WHAT YOU WILL DO:
Look through the entries below and count the lines with the word "ConfigError" in them; give only the number.
..............................
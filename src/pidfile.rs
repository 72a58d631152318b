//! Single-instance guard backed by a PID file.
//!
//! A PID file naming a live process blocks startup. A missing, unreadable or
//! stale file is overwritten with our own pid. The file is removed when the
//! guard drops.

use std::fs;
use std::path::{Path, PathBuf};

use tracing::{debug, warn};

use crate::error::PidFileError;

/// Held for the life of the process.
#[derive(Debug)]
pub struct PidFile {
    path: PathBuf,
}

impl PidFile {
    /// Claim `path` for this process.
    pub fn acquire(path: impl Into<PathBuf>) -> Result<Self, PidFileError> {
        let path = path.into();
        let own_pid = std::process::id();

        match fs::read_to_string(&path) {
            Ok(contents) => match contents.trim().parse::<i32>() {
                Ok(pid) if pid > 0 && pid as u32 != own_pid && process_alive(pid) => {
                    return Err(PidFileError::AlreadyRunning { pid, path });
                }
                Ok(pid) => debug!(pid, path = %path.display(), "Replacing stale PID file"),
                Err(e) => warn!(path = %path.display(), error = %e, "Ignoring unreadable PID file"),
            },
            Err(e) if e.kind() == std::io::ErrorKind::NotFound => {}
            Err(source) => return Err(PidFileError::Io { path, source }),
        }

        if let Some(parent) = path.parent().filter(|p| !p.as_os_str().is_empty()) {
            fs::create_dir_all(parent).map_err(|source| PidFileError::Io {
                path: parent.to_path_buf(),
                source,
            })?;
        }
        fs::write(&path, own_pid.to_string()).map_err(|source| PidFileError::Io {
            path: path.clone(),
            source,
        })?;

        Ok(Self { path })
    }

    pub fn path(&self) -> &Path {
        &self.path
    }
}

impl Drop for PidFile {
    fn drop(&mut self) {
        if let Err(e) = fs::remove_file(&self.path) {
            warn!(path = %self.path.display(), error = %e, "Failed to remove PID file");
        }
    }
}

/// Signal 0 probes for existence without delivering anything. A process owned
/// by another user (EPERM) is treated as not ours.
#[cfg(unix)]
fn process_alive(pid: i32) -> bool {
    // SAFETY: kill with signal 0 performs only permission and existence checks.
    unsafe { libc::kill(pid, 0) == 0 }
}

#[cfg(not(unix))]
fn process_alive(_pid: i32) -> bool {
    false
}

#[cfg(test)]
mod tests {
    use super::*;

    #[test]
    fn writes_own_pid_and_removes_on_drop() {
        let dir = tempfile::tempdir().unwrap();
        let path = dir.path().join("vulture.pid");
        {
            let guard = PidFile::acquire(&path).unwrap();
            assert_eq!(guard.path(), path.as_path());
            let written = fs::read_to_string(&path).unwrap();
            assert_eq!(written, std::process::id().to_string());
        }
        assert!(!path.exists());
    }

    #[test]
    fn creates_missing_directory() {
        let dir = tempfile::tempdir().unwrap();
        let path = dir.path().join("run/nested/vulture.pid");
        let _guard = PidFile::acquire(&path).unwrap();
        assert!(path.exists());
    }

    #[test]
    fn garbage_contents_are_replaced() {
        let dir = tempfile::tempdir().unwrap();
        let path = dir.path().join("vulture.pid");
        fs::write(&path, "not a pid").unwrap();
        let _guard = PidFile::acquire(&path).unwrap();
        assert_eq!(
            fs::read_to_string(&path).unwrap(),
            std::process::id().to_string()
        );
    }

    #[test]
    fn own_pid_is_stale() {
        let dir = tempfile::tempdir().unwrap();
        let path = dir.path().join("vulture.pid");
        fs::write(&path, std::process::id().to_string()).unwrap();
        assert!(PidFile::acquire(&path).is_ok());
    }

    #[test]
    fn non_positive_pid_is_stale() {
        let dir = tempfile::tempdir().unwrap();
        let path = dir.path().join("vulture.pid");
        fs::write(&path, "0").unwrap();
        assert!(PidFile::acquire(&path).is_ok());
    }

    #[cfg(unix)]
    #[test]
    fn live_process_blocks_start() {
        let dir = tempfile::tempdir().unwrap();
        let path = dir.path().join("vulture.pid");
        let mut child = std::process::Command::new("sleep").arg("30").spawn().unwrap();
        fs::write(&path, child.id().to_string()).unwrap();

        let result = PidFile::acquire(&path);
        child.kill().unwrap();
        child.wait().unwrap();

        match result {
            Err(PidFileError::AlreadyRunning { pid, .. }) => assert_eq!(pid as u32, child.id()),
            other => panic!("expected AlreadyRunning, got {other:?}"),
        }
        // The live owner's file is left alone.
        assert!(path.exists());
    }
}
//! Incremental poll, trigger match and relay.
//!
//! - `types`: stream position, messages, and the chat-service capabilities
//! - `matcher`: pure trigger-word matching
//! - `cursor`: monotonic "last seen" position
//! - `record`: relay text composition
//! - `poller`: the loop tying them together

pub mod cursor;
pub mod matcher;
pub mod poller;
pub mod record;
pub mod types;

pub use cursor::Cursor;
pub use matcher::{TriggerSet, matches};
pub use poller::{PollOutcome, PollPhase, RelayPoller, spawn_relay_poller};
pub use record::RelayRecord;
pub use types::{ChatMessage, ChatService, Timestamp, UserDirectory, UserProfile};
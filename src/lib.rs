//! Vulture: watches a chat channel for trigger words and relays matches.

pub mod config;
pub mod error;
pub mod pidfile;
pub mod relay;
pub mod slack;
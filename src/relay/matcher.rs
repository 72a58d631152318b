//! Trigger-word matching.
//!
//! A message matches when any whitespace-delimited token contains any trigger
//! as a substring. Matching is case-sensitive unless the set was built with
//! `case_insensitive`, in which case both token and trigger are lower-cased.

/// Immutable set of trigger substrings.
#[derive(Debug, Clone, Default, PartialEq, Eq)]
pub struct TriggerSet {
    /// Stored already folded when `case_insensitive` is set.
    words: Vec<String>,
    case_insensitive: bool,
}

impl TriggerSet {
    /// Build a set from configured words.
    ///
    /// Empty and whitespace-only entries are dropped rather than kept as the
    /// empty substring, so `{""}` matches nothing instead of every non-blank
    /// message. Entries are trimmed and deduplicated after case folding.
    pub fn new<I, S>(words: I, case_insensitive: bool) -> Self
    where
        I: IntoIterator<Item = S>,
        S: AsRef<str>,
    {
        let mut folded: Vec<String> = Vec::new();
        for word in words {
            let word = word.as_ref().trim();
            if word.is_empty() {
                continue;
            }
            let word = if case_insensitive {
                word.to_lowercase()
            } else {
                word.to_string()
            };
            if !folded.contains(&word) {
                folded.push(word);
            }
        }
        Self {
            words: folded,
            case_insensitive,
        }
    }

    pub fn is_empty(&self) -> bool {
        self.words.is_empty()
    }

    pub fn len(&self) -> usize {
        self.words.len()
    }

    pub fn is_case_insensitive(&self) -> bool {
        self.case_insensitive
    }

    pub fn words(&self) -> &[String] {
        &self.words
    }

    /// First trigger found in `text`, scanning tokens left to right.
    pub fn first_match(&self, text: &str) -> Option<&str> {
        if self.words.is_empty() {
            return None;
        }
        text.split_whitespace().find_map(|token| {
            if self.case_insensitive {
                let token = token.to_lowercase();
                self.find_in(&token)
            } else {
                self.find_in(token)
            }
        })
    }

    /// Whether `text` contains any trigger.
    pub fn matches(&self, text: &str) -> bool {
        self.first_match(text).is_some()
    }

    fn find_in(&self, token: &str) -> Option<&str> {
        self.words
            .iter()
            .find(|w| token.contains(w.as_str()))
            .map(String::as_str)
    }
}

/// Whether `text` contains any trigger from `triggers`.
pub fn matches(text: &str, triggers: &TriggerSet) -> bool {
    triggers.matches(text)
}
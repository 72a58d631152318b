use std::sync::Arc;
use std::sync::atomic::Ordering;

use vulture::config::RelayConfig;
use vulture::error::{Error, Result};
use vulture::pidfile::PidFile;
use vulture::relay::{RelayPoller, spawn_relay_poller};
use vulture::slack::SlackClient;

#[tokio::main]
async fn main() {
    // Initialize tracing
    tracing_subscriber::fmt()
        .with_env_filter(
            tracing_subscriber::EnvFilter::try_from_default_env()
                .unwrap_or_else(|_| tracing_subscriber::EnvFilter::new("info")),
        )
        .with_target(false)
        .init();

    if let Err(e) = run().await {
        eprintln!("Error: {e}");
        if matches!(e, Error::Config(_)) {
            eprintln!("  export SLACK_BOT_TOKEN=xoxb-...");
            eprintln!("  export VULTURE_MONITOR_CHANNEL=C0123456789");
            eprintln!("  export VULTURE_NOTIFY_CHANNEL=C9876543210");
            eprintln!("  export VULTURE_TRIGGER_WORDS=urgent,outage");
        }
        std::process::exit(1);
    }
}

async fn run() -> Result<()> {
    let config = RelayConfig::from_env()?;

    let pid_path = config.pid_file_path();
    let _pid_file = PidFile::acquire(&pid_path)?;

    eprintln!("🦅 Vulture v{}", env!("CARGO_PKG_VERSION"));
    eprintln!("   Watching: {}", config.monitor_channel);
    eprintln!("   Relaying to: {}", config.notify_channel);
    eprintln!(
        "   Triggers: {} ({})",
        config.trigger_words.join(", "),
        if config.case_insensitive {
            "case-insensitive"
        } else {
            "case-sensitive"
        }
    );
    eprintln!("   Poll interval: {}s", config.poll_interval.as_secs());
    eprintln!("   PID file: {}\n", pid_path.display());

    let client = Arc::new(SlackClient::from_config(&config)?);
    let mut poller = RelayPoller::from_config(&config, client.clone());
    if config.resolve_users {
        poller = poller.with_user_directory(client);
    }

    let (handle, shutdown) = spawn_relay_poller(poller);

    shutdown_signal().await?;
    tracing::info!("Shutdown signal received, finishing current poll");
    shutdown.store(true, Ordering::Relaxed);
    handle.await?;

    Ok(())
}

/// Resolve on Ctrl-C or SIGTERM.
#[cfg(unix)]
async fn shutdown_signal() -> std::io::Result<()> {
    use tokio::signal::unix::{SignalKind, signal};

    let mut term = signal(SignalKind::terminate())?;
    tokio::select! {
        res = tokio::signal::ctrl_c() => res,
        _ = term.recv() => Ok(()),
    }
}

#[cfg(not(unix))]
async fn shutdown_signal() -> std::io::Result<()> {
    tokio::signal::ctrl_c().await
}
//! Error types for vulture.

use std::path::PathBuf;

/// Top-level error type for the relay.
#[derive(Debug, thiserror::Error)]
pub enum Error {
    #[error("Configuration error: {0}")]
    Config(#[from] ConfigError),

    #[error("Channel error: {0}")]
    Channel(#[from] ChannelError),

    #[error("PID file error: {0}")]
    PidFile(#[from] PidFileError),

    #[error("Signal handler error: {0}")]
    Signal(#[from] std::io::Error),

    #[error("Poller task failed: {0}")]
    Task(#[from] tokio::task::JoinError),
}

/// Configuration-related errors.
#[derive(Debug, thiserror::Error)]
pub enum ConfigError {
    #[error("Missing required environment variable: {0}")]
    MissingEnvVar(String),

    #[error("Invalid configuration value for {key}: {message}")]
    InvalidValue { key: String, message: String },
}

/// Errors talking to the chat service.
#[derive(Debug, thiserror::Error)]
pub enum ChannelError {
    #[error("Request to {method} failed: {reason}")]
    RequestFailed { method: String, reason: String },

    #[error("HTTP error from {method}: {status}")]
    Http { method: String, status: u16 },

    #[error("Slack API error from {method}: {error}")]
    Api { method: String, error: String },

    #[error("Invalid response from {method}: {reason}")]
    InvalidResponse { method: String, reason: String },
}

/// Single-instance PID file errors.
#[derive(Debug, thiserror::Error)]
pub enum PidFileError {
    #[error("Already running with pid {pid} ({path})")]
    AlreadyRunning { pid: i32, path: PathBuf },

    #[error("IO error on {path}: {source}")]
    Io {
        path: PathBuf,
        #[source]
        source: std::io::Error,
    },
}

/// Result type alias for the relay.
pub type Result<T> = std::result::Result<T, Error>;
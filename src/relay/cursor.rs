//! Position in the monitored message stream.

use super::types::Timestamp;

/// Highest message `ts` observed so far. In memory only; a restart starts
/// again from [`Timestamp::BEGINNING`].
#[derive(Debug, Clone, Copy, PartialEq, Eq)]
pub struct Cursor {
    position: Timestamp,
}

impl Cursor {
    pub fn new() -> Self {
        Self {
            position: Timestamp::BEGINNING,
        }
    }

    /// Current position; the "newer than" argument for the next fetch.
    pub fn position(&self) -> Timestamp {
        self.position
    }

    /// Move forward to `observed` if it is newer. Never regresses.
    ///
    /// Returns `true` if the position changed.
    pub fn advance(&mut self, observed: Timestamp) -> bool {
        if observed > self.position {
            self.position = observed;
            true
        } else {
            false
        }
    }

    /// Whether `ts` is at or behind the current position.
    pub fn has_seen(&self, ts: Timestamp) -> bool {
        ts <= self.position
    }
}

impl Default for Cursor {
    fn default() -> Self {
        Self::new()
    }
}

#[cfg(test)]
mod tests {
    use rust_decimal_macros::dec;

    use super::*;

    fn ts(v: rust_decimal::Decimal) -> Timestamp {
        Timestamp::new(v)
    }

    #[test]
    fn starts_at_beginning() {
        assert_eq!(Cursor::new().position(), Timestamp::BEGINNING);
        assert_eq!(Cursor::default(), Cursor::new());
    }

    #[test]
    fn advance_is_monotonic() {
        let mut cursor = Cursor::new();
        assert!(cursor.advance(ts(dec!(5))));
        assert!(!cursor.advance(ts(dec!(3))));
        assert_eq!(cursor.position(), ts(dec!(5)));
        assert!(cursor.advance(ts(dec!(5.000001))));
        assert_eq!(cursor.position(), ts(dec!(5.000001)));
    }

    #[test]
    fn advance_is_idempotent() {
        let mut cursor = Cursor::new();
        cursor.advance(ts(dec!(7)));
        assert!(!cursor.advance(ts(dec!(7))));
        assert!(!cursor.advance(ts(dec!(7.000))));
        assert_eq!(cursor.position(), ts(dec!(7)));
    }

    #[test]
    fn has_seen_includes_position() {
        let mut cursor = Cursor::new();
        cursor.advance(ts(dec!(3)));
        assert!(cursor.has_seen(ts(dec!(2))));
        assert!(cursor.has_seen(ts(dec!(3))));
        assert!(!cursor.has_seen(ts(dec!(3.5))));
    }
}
..............................
YOUR SOLUTION:
2